* **PROBLEM STATEMENT**: In full and without alteration, transcribe the listing.

* **DATA TO USE**:
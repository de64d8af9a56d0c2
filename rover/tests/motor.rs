use rover::{ChannelActuator, LoggingActuator};
use tokio::sync::broadcast;
use tracker::{MotorActuator, MotorCommand, TurnSpeed};

#[tokio::test]
async fn channel_actuator_forwards_commands() {
    let (tx, mut rx) = broadcast::channel(4);
    let motor = ChannelActuator::new(tx);
    motor.set_motor_state(MotorCommand::Left(TurnSpeed::Slow));
    motor.set_motor_state(MotorCommand::Stop);
    assert_eq!(rx.recv().await.unwrap(), MotorCommand::Left(TurnSpeed::Slow));
    assert_eq!(rx.recv().await.unwrap(), MotorCommand::Stop);
}

#[test]
fn channel_actuator_without_subscribers_is_silent() {
    let (tx, rx) = broadcast::channel(4);
    drop(rx);
    ChannelActuator::new(tx).set_motor_state(MotorCommand::Forward);
}

#[test]
fn logging_actuator_executes() {
    LoggingActuator.set_motor_state(MotorCommand::Backward);
}
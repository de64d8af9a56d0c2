use tokio::sync::broadcast;
use tracing::info;
use tracker::{MotorActuator, MotorCommand};

/// Simple [`MotorActuator`] implementation that logs each command.
#[derive(Clone, Default)]
pub struct LoggingActuator;

impl MotorActuator for LoggingActuator {
    fn set_motor_state(&self, command: MotorCommand) {
        info!(%command, "motor");
    }
}

/// [`MotorActuator`] that forwards commands over a broadcast channel.
///
/// A motor link task subscribes to the channel and owns delivery to the
/// hardware. Sending never blocks; commands are dropped while nobody listens.
#[derive(Clone)]
pub struct ChannelActuator {
    commands: broadcast::Sender<MotorCommand>,
}

impl ChannelActuator {
    /// Create a new `ChannelActuator` using the given [`broadcast::Sender`].
    pub fn new(commands: broadcast::Sender<MotorCommand>) -> Self {
        Self { commands }
    }
}

impl MotorActuator for ChannelActuator {
    fn set_motor_state(&self, command: MotorCommand) {
        let _ = self.commands.send(command);
    }
}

* **EXERCISE RESULT**:
repository de64d8af9a56d0c2
filename rover/tests/motor.rs
use rover::{ChannelActuator, LoggingActuator};
use tokio::sync::broadcast;
use tracker::{MotorActuator, MotorCommand, TurnSpeed};

#[tokio::test]
async fn channel_actuator_forwards_commands() {
    let (tx, mut rx) = broadcast::channel(4);
    let motor = ChannelActuator::new(tx);
    motor.set_motor_state(MotorCommand::Left(TurnSpeed::Slow));
    motor.set_motor_state(MotorCommand::Stop);
    assert_eq!(rx.recv().await.unwrap(), MotorCommand::Left(TurnSpeed::Slow));
    assert_eq!(rx.recv().await.unwrap(), MotorCommand::Stop);
}

#[test]
fn channel_actuator_without_subscribers_is_silent() {
    let (tx, rx) = broadcast::channel(4);
    drop(rx);
    ChannelActuator::new(tx).set_motor_state(MotorCommand::Forward);
}

#[test]
fn logging_actuator_executes() {
    LoggingActuator.set_motor_state(MotorCommand::Backward);
}
repository de64d8af9a56d0c2
use tokio::sync::broadcast;
use tracing::info;
use tracker::{MotorActuator, MotorCommand};

/// Simple [`MotorActuator`] implementation that logs each command.
#[derive(Clone, Default)]
pub struct LoggingActuator;

impl MotorActuator for LoggingActuator {
    fn set_motor_state(&self, command: MotorCommand) {
        info!(%command, "motor");
    }
}

/// [`MotorActuator`] that forwards commands over a broadcast channel.
///
/// A motor link task subscribes to the channel and owns delivery to the
/// hardware. Sending never blocks; commands are dropped while nobody listens.
#[derive(Clone)]
pub struct ChannelActuator {
    commands: broadcast::Sender<MotorCommand>,
}

impl ChannelActuator {
    /// Create a new `ChannelActuator` using the given [`broadcast::Sender`].
    pub fn new(commands: broadcast::Sender<MotorCommand>) -> Self {
        Self { commands }
    }
}

impl MotorActuator for ChannelActuator {
    fn set_motor_state(&self, command: MotorCommand) {
        let _ = self.commands.send(command);
    }
}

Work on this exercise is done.